Cómo estamos, cómo somos y qué hacemos. Una democracia se consolida no tanto por lo que hagan los gobiernos –esos pasantes de la historia- sino por lo que hace la sociedad misma con ella para consolidarla. La cuestión central no es lo que hace el gobierno, sino lo que hace la sociedad en su conjunto. Con su democracia, con sus instituciones, con su ciudadanía. Con la democracia, porque su intensidad depende del nivel de participación social, del compromiso manifiesto. Con sus instituciones por el grado de adecuación que alcance en correlación con sus necesidades. Con la ciudadanía, por la manera en que la ejerce, incorporándola a su vida cotidiana trascendiendo la mera participación a través del sufragio que, aisladamente, delimita una versión mínima y esporádica del ejercicio de la ciudadanía. La democracia contemporánea está llamada a ser el ámbito de la responsabilidad colectiva. Pero que se trata de una responsabilidad social con el conjunto que está determinada por el lugar de cada individuo y cada organización en la escala social. Donde todos somos responsables, pero no en la misma medida.

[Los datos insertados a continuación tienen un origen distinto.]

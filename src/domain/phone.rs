use crate::error::PaymentError;
use serde::{Deserialize, Serialize};
use std::fmt;

const COUNTRY_CODE: &str = "254";
/// Digits of a Kenyan mobile subscriber number after the country code.
const SUBSCRIBER_DIGITS: usize = 9;

/// A mobile-money eligible phone number in canonical `+254XXXXXXXXX` form.
#[derive(Debug, Clone, PartialEq, Eq, Hash, Serialize, Deserialize)]
#[serde(try_from = "String", into = "String")]
pub struct PhoneNumber(String);

impl PhoneNumber {
    /// Normalizes local (`07..`), international (`2547..`) and E.164
    /// (`+2547..`) inputs to `+254XXXXXXXXX`.
    ///
    /// Separators such as spaces and dashes are ignored. Anything that does not
    /// leave exactly nine subscriber digits is rejected.
    pub fn normalize(input: &str) -> Result<Self, PaymentError> {
        let digits: String = input.chars().filter(char::is_ascii_digit).collect();

        let subscriber = if let Some(rest) = digits.strip_prefix(COUNTRY_CODE) {
            rest
        } else if let Some(rest) = digits.strip_prefix('0') {
            rest
        } else {
            digits.as_str()
        };

        if subscriber.len() != SUBSCRIBER_DIGITS {
            return Err(PaymentError::ValidationError(format!(
                "Invalid phone number: {input}"
            )));
        }

        Ok(Self(format!("+{COUNTRY_CODE}{subscriber}")))
    }

    pub fn as_str(&self) -> &str {
        &self.0
    }
}

impl TryFrom<String> for PhoneNumber {
    type Error = PaymentError;

    fn try_from(value: String) -> Result<Self, Self::Error> {
        Self::normalize(&value)
    }
}

impl From<PhoneNumber> for String {
    fn from(phone: PhoneNumber) -> Self {
        phone.0
    }
}

impl fmt::Display for PhoneNumber {
    fn fmt(&self, f: &mut fmt::Formatter<'_>) -> fmt::Result {
        f.write_str(&self.0)
    }
}
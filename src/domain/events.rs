use super::account::{OwnerId, SavingsAccount};
use super::reference::{Reference, Table};
use super::transaction::PendingTransaction;
use super::withdrawal::Withdrawal;
use tokio::sync::broadcast;
use tokio::sync::broadcast::error::RecvError;

/// A row inserted or updated in the ledger.
#[derive(Debug, Clone, PartialEq)]
pub enum RowChange {
    Pending(PendingTransaction),
    Savings(SavingsAccount),
    Withdrawal(Withdrawal),
}

impl RowChange {
    pub fn table(&self) -> Table {
        match self {
            RowChange::Pending(tx) => tx.reference.table(),
            RowChange::Savings(_) => Table::UserSavings,
            RowChange::Withdrawal(_) => Table::Withdrawals,
        }
    }

    fn reference(&self) -> Option<&Reference> {
        match self {
            RowChange::Pending(tx) => Some(&tx.reference),
            _ => None,
        }
    }

    fn owner(&self) -> Option<&OwnerId> {
        match self {
            RowChange::Pending(tx) => tx.owner_id.as_ref(),
            RowChange::Savings(account) => Some(&account.owner_id),
            RowChange::Withdrawal(w) => Some(&w.owner_id),
        }
    }
}

/// Optional row predicate on top of the table filter.
#[derive(Debug, Clone, PartialEq)]
pub enum RowPredicate {
    Any,
    Reference(Reference),
    Owner(OwnerId),
}

#[derive(Debug, Clone, PartialEq)]
pub struct ChangeFilter {
    pub table: Table,
    pub predicate: RowPredicate,
}

impl ChangeFilter {
    pub fn table(table: Table) -> Self {
        Self {
            table,
            predicate: RowPredicate::Any,
        }
    }

    /// Changes to the pending row with this reference, in the table its
    /// prefix routes to.
    pub fn reference(reference: Reference) -> Self {
        Self {
            table: reference.table(),
            predicate: RowPredicate::Reference(reference),
        }
    }

    pub fn with_owner(mut self, owner: OwnerId) -> Self {
        self.predicate = RowPredicate::Owner(owner);
        self
    }

    pub fn matches(&self, change: &RowChange) -> bool {
        if change.table() != self.table {
            return false;
        }
        match &self.predicate {
            RowPredicate::Any => true,
            RowPredicate::Reference(reference) => change.reference() == Some(reference),
            RowPredicate::Owner(owner) => change.owner() == Some(owner),
        }
    }
}

#[derive(Debug, Clone, PartialEq)]
pub enum ChangeEvent {
    Row(RowChange),
    /// The subscriber fell behind and `n` changes were dropped. Consumers
    /// should re-read the rows they track.
    Lagged(u64),
}

/// A cancelable handle emitting row changes that pass its filter.
///
/// Dropping the handle (or calling [`Subscription::cancel`]) unsubscribes.
#[derive(Debug)]
pub struct Subscription {
    receiver: broadcast::Receiver<RowChange>,
    filter: ChangeFilter,
}

impl Subscription {
    pub fn new(receiver: broadcast::Receiver<RowChange>, filter: ChangeFilter) -> Self {
        Self { receiver, filter }
    }

    /// Waits for the next matching change. Returns `None` once the store
    /// has shut down its feed.
    pub async fn next(&mut self) -> Option<ChangeEvent> {
        loop {
            match self.receiver.recv().await {
                Ok(change) if self.filter.matches(&change) => return Some(ChangeEvent::Row(change)),
                Ok(_) => continue,
                Err(RecvError::Lagged(n)) => return Some(ChangeEvent::Lagged(n)),
                Err(RecvError::Closed) => return None,
            }
        }
    }

    pub fn cancel(self) {}
}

Perón era de la idea que “la política puramente nacional es una cosa casi de provincias”. Agregando que ya desde entonces “todo es política internacional, que se juega adentro y afuera de los países”. De modo que, siguiendo ese razonamiento, podríamos decir que para hablar de la democracia que tenemos, es necesario contextualizarla en el mundo en el que estamos. Para distinguir qué de lo que nos sucede es nuestro de manera excluyente y qué forma parte de las particularidades de los tiempos globalizados por los que transitamos.
Así, globalmente.
Llegados a este punto de la historia -que desde la revolución francesa fue una historia centralmente política-, parece asaltarnos la sensación de encontrarnos en una esquina. Un cruce de caminos donde nuestro presente aparece confuso, caótico. Pero que cobra sentido en la linealidad que nos ofrece el otro camino retrospectivo, al momento de preguntarnos cómo llegamos hasta aquí.

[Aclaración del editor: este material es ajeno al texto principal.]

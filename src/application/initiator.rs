use crate::domain::account::{Amount, OwnerId};
use crate::domain::phone::PhoneNumber;
use crate::domain::ports::{PushRequest, SharedLedgerStore, SharedPaymentGateway};
use crate::domain::reference::Reference;
use crate::domain::savings::MIN_DEPOSIT_AMOUNT;
use crate::domain::transaction::{PendingTransaction, Settlement};
use crate::error::{PaymentError, Result};
use chrono::Utc;
use log::{error, info, warn};

/// Fresh references tried before a collision is reported to the caller.
const MAX_REFERENCE_ATTEMPTS: i64 = 3;

/// What a push payment is for.
#[derive(Debug, Clone, PartialEq)]
pub enum PaymentPurpose {
    /// Tops up the owner's savings balance once confirmed.
    SavingsDeposit { owner_id: OwnerId },
    /// Pays the processing fee of a loan application. Record keeping only.
    LoanDisbursement {
        application_id: String,
        owner_id: Option<OwnerId>,
    },
}

impl PaymentPurpose {
    fn owner_id(&self) -> Option<&OwnerId> {
        match self {
            PaymentPurpose::SavingsDeposit { owner_id } => Some(owner_id),
            PaymentPurpose::LoanDisbursement { owner_id, .. } => owner_id.as_ref(),
        }
    }

    fn reference(&self, timestamp_ms: i64) -> Result<Reference> {
        match self {
            PaymentPurpose::SavingsDeposit { .. } => Ok(Reference::new_savings(timestamp_ms)),
            PaymentPurpose::LoanDisbursement { application_id, .. } => {
                Reference::new_loan(application_id, timestamp_ms)
            }
        }
    }

    fn minimum_amount(&self) -> u64 {
        match self {
            PaymentPurpose::SavingsDeposit { .. } => MIN_DEPOSIT_AMOUNT,
            PaymentPurpose::LoanDisbursement { .. } => 1,
        }
    }
}

#[derive(Debug, Clone, PartialEq)]
pub struct InitiationRequest {
    pub purpose: PaymentPurpose,
    pub amount: u64,
    pub phone_number: String,
}

/// A push payment the provider accepted; track it by `reference`.
#[derive(Debug, Clone, PartialEq)]
pub struct Initiation {
    pub reference: Reference,
    pub display_text: String,
}

/// Starts mobile-money push payments.
///
/// The pending row is committed before the gateway is called, so a callback
/// can never arrive for a reference the ledger does not know. The gateway call
/// is never retried: on failure the caller initiates again and gets a new
/// reference.
pub struct PaymentInitiator {
    store: SharedLedgerStore,
    gateway: SharedPaymentGateway,
    callback_url: String,
}

impl PaymentInitiator {
    pub fn new(
        store: SharedLedgerStore,
        gateway: SharedPaymentGateway,
        callback_url: impl Into<String>,
    ) -> Self {
        Self {
            store,
            gateway,
            callback_url: callback_url.into(),
        }
    }

    pub async fn initiate(&self, request: InitiationRequest) -> Result<Initiation> {
        let minimum = request.purpose.minimum_amount();
        if request.amount < minimum {
            return Err(PaymentError::ValidationError(format!(
                "Minimum amount is KES {minimum}"
            )));
        }
        let amount = Amount::new(request.amount)?;
        let phone_number = PhoneNumber::normalize(&request.phone_number)?;
        info!("Formatted phone: {}", phone_number);

        let pending = self
            .create_pending(&request.purpose, amount, phone_number)
            .await?;
        let reference = pending.reference;

        let push = PushRequest {
            amount: amount.value(),
            callback_url: self.callback_url.clone(),
            channel_id: self.gateway.channel_id().to_string(),
            phone_number: pending.phone_number.to_string(),
            api_ref: reference.to_string(),
        };

        match self.gateway.push_payment(&push).await {
            Ok(accepted) => {
                info!("STK push sent for {}", reference);
                Ok(Initiation {
                    reference,
                    display_text: accepted.display_text,
                })
            }
            Err(e) => {
                self.abandon(&reference, &e).await;
                Err(e)
            }
        }
    }

    async fn create_pending(
        &self,
        purpose: &PaymentPurpose,
        amount: Amount,
        phone_number: PhoneNumber,
    ) -> Result<PendingTransaction> {
        let now_ms = Utc::now().timestamp_millis();
        let mut attempt = 0;
        loop {
            let reference = purpose.reference(now_ms + attempt)?;
            let pending = PendingTransaction::new(
                reference,
                purpose.owner_id().cloned(),
                amount,
                phone_number.clone(),
            );
            match self.store.insert_pending(pending.clone()).await {
                Ok(()) => return Ok(pending),
                Err(e) if e.is_retryable() && attempt + 1 < MAX_REFERENCE_ATTEMPTS => {
                    warn!("{}; generating a new reference", e);
                    attempt += 1;
                }
                Err(e) => return Err(e),
            }
        }
    }

    /// Finalizes the pending row after the provider definitively refused the
    /// push. Transport failures leave it pending: the push may still have
    /// reached the phone, and its callback must be able to land.
    async fn abandon(&self, reference: &Reference, cause: &PaymentError) {
        if !matches!(cause, PaymentError::GatewayError(_)) {
            warn!(
                "Push for {} has unknown delivery ({}); leaving it pending",
                reference, cause
            );
            return;
        }
        let reason = format!("Initiation failed: {cause}");
        if let Err(e) = self
            .store
            .settle(reference, Settlement::failed(Some(&reason)))
            .await
        {
            error!("Failed to mark {} as failed: {}", reference, e);
        }
    }
}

El nuevo siglo nos sitúa en este cruce de caminos entre la historia política -con sus conflictos, que dejan a nuestras espaldas un camino zigzaguente y en apariencia errático- y la historia económica, esa suerte de historia subrepticia, de intereses concretos y creciente incidencia en la vida cotidiana de las poblaciones por parte de un poder material cuyo devenir hace más comprensible nuestra realidad de hoy.

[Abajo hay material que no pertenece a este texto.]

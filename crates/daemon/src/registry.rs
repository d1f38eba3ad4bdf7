// SPDX-License-Identifier: BUSL-1.1
// Copyright (c) 2026 Alfred Jean LLC

//! Discovery registry: atomic host-wide singleton enforcement (spec.md §4.A).
//!
//! Uses `fs2::FileExt::try_lock_exclusive` for create-exclusive lock-file
//! semantics (PID written into the held file), extended with the JSON
//! document spec.md §6 asks the registry file to carry.

use std::fs::{self, File, OpenOptions};
use std::io::{Read, Write};
use std::path::{Path, PathBuf};

use chrono::{DateTime, Utc};
use nix::sys::signal::kill;
use nix::unistd::Pid;
use serde::{Deserialize, Serialize};
use thiserror::Error;
use tracing::{info, warn};

/// Published once this process becomes the registered daemon.
#[derive(Debug, Clone, PartialEq, Serialize, Deserialize)]
pub struct RegistryInfo {
    pub pid: u32,
    pub http_port: u16,
    pub ws_port: u16,
    pub start_time: DateTime<Utc>,
    pub version: String,
}

#[derive(Debug, Error)]
pub enum RegistryError {
    #[error("another daemon is already running (pid {})", .existing.pid)]
    AlreadyRunning { existing: RegistryInfo },
    #[error("registry I/O error: {0}")]
    Io(#[from] std::io::Error),
    #[error("registry file was corrupt: {0}")]
    Corrupt(String),
}

/// A file-backed discovery registry at a well-known per-user path.
pub struct Registry {
    path: PathBuf,
    /// Held open for the lifetime of `Registry` once registered; its
    /// exclusive lock is what makes `register` atomic across processes.
    lock_file: Option<File>,
}

impl Registry {
    pub fn new(path: PathBuf) -> Self {
        Self { path, lock_file: None }
    }

    pub fn default_path() -> PathBuf {
        let dir = dirs::state_dir()
            .or_else(dirs::data_local_dir)
            .unwrap_or_else(std::env::temp_dir);
        dir.join("fmdmd").join("daemon.json")
    }

    /// Register the current process as the host's daemon. Atomic: either
    /// this call wins the exclusive lock or it fails with `AlreadyRunning`.
    pub fn register(&mut self, info: RegistryInfo) -> Result<(), RegistryError> {
        if let Some(parent) = self.path.parent() {
            fs::create_dir_all(parent)?;
        }

        let file = OpenOptions::new().read(true).write(true).create(true).truncate(false).open(&self.path)?;

        if file.try_lock_exclusive().is_err() {
            let existing = read_info(&self.path).unwrap_or(None);
            return match existing {
                Some(existing) if is_alive(existing.pid) => Err(RegistryError::AlreadyRunning { existing }),
                // Stale entry: the lock call raced a writer mid-cleanup, or
                // holds a dead pid. Treat as absent and let the caller retry
                // `register` once more; surfacing `AlreadyRunning` with a
                // stale pid would be misleading.
                _ => Err(RegistryError::Corrupt("lock held but registrant is not alive".to_string())),
            };
        }

        let mut file = file;
        file.set_len(0)?;
        let body = serde_json::to_vec_pretty(&info).map_err(|e| RegistryError::Corrupt(e.to_string()))?;
        file.write_all(&body)?;
        file.flush()?;

        self.lock_file = Some(file);
        info!(pid = info.pid, ws_port = info.ws_port, "registered as the daemon for this host");
        Ok(())
    }

    /// Discover the currently registered daemon, skipping stale (dead-pid)
    /// entries.
    pub fn discover(path: &Path) -> Option<RegistryInfo> {
        let info = read_info(path).ok().flatten()?;
        if is_alive(info.pid) {
            Some(info)
        } else {
            warn!(pid = info.pid, "registry entry is stale, ignoring");
            None
        }
    }

    /// Remove the registry entry iff it matches this process's pid.
    pub fn cleanup(&mut self) {
        let my_pid = std::process::id();
        if let Ok(Some(info)) = read_info(&self.path) {
            if info.pid == my_pid {
                let _ = fs::remove_file(&self.path);
            }
        }
        self.lock_file = None;
    }
}

impl Drop for Registry {
    fn drop(&mut self) {
        if self.lock_file.is_some() {
            self.cleanup();
        }
    }
}

fn read_info(path: &Path) -> Result<Option<RegistryInfo>, RegistryError> {
    if !path.exists() {
        return Ok(None);
    }
    let mut text = String::new();
    File::open(path)?.read_to_string(&mut text)?;
    if text.trim().is_empty() {
        return Ok(None);
    }
    serde_json::from_str(&text).map(Some).map_err(|e| RegistryError::Corrupt(e.to_string()))
}

fn is_alive(pid: u32) -> bool {
    kill(Pid::from_raw(pid as i32), None).is_ok()
}

#[cfg(test)]
#[path = "registry_tests.rs"]
mod tests;

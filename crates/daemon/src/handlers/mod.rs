// SPDX-License-Identifier: BUSL-1.1
// Copyright (c) 2026 Alfred Jean LLC

//! Client Protocol State Machine dispatch (spec.md §4.E): routes a decoded
//! [`Request`] to its handler. Per-family logic lives in the sibling
//! modules; this file only wires them together.

pub mod connection;
pub mod folder;
pub mod models;
pub mod ping;

use std::sync::Arc;

use fmdm_config::Configuration;
use fmdm_core::ClientType;

use crate::downloads::DownloadManager;
use crate::lifecycle::LifecycleManager;
use crate::protocol::{Request, Response};
use crate::store::Store;

/// Shared collaborators every handler needs.
pub struct HandlerContext {
    pub store: Store,
    pub config: Arc<dyn Configuration>,
    pub lifecycle: Arc<LifecycleManager>,
    pub downloads: DownloadManager,
}

/// Result of dispatching one request. `connection.init` is singled out
/// because only the server (which owns the session map) can flip a
/// session's `initialized` flag and schedule the bypass push.
pub enum Dispatched {
    ConnectionInit { client_type: ClientType },
    Responses(Vec<Response>),
}

pub fn dispatch(ctx: &HandlerContext, request: Request) -> Dispatched {
    match request {
        Request::ConnectionInit { client_type } => match connection::parse(&client_type) {
            Ok(kind) => Dispatched::ConnectionInit { client_type: kind },
            Err(response) => Dispatched::Responses(vec![response]),
        },
        Request::Ping { id } => Dispatched::Responses(vec![ping::pong(&id)]),
        Request::FolderValidate { id, payload } => Dispatched::Responses(vec![folder::validate(ctx, &id, &payload.path)]),
        Request::FolderAdd { id, payload } => {
            Dispatched::Responses(vec![folder::add(ctx, &id, &payload.path, &payload.model)])
        }
        Request::FolderRemove { id, payload } => Dispatched::Responses(vec![folder::remove(ctx, &id, &payload.path)]),
        Request::ModelsList { id } => Dispatched::Responses(vec![models::list(ctx, &id)]),
    }
}

#[cfg(test)]
#[path = "mod_tests.rs"]
mod tests;

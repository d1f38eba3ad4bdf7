// SPDX-License-Identifier: BUSL-1.1
// Copyright (c) 2026 Alfred Jean LLC

use super::*;
use fmdm_backends::test_support::FakeBackend;
use fmdm_backends::{BackendError, ModelBackend};
use fmdm_core::{CuratedModelInfo, ModelCheckStatus, ModelKind};

fn router_with(onnx: Arc<dyn ModelBackend>) -> BackendRouter {
    BackendRouter::new(onnx, FakeBackend::succeeding(), FakeBackend::succeeding())
}

fn store_with_model(model_id: &str) -> Store {
    let store = Store::new("0.1.0");
    store.set_curated_models(vec![CuratedModelInfo::new(model_id, ModelKind::Cpu, chrono::Utc::now())], ModelCheckStatus::Done);
    store
}

#[tokio::test]
async fn ensure_model_available_resolves_true_on_backend_success() {
    let store = store_with_model("cpu:m");
    let manager = DownloadManager::spawn(store.clone(), router_with(FakeBackend::succeeding()));

    let ok = manager.ensure_model_available("cpu:m", PathBuf::from("/a"), Duration::from_secs(5)).await;
    assert!(ok);
    assert!(store.snapshot().curated_models[0].installed);
}

#[tokio::test]
async fn ensure_model_available_resolves_false_on_backend_failure() {
    let store = store_with_model("cpu:m");
    let manager = DownloadManager::spawn(store.clone(), router_with(FakeBackend::failing("boom")));

    let ok = manager.ensure_model_available("cpu:m", PathBuf::from("/a"), Duration::from_secs(5)).await;
    assert!(!ok);
    assert_eq!(store.snapshot().curated_models[0].download_error.as_deref(), Some("boom"));
}

#[tokio::test]
async fn concurrent_requests_for_the_same_model_share_one_download() {
    let store = store_with_model("cpu:m");
    let manager = DownloadManager::spawn(store, router_with(FakeBackend::succeeding()));

    for i in 0..50 {
        manager.request_download("cpu:m", [PathBuf::from(format!("/f{i}"))], DownloadPriority::Normal);
    }
    let ok = manager.ensure_model_available("cpu:m", PathBuf::from("/last"), Duration::from_secs(5)).await;
    assert!(ok);
}

#[derive(Default)]
struct NeverBackend;

#[async_trait::async_trait]
impl ModelBackend for NeverBackend {
    async fn download(&self, _model_id: &str) -> Result<(), BackendError> {
        std::future::pending().await
    }
}

#[tokio::test]
async fn ensure_model_available_times_out_without_hanging() {
    let store = store_with_model("cpu:m");
    let manager = DownloadManager::spawn(store, router_with(Arc::new(NeverBackend)));

    let ok = manager.ensure_model_available("cpu:m", PathBuf::from("/a"), Duration::from_millis(50)).await;
    assert!(!ok);
}

#[tokio::test]
async fn cancel_all_marks_active_and_queued_failed() {
    let store = store_with_model("cpu:m");
    let manager = DownloadManager::spawn(store.clone(), router_with(Arc::new(NeverBackend)));
    manager.request_download("cpu:m", [PathBuf::from("/a")], DownloadPriority::High);
    tokio::task::yield_now().await;

    manager.cancel_all();
    tokio::time::sleep(Duration::from_millis(10)).await;
    assert_eq!(store.snapshot().curated_models[0].download_error.as_deref(), Some("cancelled"));
}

Un poder económico que logró globalizar su influencia a partir de la expansión del mercado, que impone sus reglas de juego, reduciendo las relaciones sociales a una mera cuestión transaccional.
Dejemos hablar al viento. Al fantasma que recorre el mundo, en la voz de uno de sus más fervientes defensores, actualmente abocado a la tarea de instalar la idea de que “todo está bien” y vivimos en el mejor de los mundos posibles. Nos referimos al cuestionado presidente del consejo de supervisión del diario Le Monde desde 1994, el intelectual francés Alain Minc, ya abiertamente asumido como un intelectual de la derecha global, del oficialismo económico al servicio del poder reinante no siempre de manera sutil.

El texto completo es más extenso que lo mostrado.